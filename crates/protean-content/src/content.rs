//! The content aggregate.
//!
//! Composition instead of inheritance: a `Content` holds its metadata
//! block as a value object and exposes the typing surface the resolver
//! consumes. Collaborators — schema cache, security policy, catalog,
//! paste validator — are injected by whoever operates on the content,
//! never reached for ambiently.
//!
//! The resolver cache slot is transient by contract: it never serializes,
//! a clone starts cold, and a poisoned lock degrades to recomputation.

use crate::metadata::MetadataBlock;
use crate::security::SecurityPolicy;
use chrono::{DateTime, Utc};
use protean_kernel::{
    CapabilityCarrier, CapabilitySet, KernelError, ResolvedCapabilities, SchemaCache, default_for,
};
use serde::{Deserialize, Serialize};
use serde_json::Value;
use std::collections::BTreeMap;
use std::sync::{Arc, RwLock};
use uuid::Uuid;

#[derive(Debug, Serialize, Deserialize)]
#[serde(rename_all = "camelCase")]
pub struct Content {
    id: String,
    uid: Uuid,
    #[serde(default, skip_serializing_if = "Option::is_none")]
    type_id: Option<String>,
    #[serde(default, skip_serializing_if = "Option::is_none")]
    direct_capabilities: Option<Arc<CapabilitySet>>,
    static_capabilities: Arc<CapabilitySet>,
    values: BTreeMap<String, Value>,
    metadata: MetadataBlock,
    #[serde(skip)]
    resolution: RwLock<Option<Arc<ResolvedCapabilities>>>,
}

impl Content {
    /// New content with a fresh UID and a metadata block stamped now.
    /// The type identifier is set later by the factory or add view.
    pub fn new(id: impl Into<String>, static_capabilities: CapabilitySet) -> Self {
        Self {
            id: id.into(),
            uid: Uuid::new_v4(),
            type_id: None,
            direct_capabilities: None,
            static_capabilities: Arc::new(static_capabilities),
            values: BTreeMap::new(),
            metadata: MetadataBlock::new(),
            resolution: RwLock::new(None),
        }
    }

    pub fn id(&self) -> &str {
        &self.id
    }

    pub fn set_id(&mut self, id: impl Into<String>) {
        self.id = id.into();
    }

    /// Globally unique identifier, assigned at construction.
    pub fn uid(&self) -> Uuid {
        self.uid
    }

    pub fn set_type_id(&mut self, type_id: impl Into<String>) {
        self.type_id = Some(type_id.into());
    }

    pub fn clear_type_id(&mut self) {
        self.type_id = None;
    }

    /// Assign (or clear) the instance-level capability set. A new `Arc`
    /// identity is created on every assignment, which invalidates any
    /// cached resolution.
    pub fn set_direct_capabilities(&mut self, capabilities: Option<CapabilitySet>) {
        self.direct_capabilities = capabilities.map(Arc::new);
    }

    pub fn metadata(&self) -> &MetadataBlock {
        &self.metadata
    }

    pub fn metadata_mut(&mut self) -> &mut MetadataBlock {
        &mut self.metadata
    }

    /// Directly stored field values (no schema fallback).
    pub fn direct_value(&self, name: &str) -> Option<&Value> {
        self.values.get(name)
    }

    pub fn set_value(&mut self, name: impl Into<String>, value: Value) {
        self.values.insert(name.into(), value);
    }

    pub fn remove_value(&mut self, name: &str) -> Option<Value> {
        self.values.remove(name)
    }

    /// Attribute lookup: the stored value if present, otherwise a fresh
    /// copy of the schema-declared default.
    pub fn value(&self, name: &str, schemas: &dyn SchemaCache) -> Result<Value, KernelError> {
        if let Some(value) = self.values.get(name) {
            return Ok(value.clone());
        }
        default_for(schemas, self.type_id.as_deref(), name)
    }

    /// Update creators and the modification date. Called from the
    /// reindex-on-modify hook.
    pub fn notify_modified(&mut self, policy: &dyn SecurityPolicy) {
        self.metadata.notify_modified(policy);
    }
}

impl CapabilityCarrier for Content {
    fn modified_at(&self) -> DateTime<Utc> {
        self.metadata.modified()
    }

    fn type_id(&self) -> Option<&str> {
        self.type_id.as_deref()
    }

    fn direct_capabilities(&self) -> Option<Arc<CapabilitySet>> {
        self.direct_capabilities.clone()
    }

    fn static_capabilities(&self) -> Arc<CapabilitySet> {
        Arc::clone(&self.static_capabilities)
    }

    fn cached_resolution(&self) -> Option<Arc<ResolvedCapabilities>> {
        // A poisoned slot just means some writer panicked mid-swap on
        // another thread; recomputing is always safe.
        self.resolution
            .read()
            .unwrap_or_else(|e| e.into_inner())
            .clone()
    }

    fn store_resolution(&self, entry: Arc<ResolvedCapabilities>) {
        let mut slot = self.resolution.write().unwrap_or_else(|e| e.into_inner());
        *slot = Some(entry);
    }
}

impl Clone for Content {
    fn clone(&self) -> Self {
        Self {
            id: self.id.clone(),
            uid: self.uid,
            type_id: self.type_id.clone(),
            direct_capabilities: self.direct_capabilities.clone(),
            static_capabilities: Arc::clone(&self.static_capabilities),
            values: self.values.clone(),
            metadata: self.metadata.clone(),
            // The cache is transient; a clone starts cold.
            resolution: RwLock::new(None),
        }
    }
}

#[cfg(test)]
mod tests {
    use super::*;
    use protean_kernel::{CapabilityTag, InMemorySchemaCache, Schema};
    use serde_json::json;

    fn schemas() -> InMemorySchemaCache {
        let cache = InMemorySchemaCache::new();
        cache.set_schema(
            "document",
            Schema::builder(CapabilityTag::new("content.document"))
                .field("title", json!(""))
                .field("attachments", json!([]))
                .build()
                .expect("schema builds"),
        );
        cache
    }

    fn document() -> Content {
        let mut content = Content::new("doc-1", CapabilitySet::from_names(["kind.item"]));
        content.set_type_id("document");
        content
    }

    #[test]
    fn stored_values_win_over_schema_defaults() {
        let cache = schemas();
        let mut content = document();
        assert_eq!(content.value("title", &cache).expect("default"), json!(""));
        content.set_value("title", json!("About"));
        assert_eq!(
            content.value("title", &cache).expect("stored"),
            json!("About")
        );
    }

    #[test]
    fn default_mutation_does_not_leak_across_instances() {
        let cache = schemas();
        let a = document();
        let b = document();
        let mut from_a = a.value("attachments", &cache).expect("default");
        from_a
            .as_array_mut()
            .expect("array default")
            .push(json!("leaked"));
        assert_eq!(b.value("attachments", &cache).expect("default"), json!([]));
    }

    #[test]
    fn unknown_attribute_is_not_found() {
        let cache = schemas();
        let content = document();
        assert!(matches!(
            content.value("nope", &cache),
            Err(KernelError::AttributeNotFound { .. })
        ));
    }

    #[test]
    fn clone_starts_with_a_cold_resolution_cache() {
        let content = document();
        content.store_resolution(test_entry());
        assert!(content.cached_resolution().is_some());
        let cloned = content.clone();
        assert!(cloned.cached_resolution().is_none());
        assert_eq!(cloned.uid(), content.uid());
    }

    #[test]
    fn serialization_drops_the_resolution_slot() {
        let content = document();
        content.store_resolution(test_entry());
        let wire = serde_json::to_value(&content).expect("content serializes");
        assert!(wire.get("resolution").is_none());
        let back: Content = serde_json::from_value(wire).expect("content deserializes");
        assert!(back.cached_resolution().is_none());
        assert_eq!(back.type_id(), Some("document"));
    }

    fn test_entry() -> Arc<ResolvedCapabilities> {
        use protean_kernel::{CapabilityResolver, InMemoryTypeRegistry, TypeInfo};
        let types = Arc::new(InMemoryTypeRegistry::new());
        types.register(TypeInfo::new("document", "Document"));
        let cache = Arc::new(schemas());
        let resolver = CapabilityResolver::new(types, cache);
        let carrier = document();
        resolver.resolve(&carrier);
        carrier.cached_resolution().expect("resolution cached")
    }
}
◇ ◇ ◇ ◇ ◇
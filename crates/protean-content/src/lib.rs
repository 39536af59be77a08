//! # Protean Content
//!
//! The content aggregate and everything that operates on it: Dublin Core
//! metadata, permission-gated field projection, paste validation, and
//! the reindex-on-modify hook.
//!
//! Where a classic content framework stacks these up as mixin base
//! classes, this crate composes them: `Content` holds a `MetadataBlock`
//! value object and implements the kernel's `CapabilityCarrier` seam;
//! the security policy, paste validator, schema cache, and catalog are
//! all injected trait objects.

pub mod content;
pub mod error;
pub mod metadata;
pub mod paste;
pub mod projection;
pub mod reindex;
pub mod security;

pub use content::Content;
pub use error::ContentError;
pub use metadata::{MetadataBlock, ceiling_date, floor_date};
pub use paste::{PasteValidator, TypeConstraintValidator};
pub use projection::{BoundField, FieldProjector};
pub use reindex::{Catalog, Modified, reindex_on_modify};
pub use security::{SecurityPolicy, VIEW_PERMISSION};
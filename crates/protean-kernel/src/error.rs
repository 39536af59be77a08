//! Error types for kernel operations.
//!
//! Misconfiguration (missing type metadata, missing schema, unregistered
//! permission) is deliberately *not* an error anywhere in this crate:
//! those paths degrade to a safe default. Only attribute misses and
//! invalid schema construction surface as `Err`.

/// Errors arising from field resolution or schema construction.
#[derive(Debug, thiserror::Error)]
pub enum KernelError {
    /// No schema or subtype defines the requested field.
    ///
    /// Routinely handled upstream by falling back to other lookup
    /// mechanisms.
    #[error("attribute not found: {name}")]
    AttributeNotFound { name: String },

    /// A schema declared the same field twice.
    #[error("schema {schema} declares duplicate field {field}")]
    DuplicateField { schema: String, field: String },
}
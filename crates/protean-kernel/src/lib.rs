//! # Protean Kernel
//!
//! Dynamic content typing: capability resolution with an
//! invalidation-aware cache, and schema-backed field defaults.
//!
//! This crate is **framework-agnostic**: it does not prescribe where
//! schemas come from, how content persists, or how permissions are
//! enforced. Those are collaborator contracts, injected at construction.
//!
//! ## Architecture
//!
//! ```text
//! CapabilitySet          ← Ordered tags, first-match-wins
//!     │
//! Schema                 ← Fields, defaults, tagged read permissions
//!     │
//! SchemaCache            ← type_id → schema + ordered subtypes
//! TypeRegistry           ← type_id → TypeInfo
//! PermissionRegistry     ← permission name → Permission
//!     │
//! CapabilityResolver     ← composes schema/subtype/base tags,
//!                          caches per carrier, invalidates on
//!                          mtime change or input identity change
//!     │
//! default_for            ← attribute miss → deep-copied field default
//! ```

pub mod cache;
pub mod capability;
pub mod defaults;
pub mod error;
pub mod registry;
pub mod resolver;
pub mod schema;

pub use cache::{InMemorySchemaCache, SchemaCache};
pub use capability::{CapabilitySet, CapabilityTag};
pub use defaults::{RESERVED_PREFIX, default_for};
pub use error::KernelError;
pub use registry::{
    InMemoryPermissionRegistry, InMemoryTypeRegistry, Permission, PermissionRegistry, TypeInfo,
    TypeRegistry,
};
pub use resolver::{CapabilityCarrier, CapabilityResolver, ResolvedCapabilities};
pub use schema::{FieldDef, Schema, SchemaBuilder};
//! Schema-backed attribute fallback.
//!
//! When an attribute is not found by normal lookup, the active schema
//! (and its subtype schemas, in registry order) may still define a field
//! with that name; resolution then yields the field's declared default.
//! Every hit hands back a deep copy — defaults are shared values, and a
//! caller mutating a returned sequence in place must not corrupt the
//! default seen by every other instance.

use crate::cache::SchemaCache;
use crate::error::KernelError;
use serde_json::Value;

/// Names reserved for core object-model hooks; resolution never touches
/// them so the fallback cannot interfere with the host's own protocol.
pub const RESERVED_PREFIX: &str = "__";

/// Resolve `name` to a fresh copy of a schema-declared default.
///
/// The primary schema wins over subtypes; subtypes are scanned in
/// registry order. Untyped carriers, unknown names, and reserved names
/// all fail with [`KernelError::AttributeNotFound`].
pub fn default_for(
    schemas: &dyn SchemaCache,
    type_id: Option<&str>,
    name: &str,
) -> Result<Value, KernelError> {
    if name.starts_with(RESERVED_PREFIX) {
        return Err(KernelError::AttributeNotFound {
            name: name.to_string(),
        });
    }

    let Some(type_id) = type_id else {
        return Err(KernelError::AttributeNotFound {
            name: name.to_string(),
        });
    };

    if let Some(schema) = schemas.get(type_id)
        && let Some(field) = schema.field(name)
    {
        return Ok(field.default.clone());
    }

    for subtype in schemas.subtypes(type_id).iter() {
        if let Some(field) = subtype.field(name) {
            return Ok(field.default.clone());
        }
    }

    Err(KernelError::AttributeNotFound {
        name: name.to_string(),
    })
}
◇ ◇ ◇ ◇ ◇
• **Problem statement**
Whatever else the listing above holds, retype exactly only the lines from the one containing "filename crates/protean-content/src/content.rs" to the one containing "consumes. Collaborators —", both ends kept.

• **Result**
filename crates/protean-content/src/content.rs
//! The content aggregate.
//!
//! Composition instead of inheritance: a `Content` holds its metadata
//! block as a value object and exposes the typing surface the resolver
//! consumes. Collaborators — schema cache, security policy, catalog,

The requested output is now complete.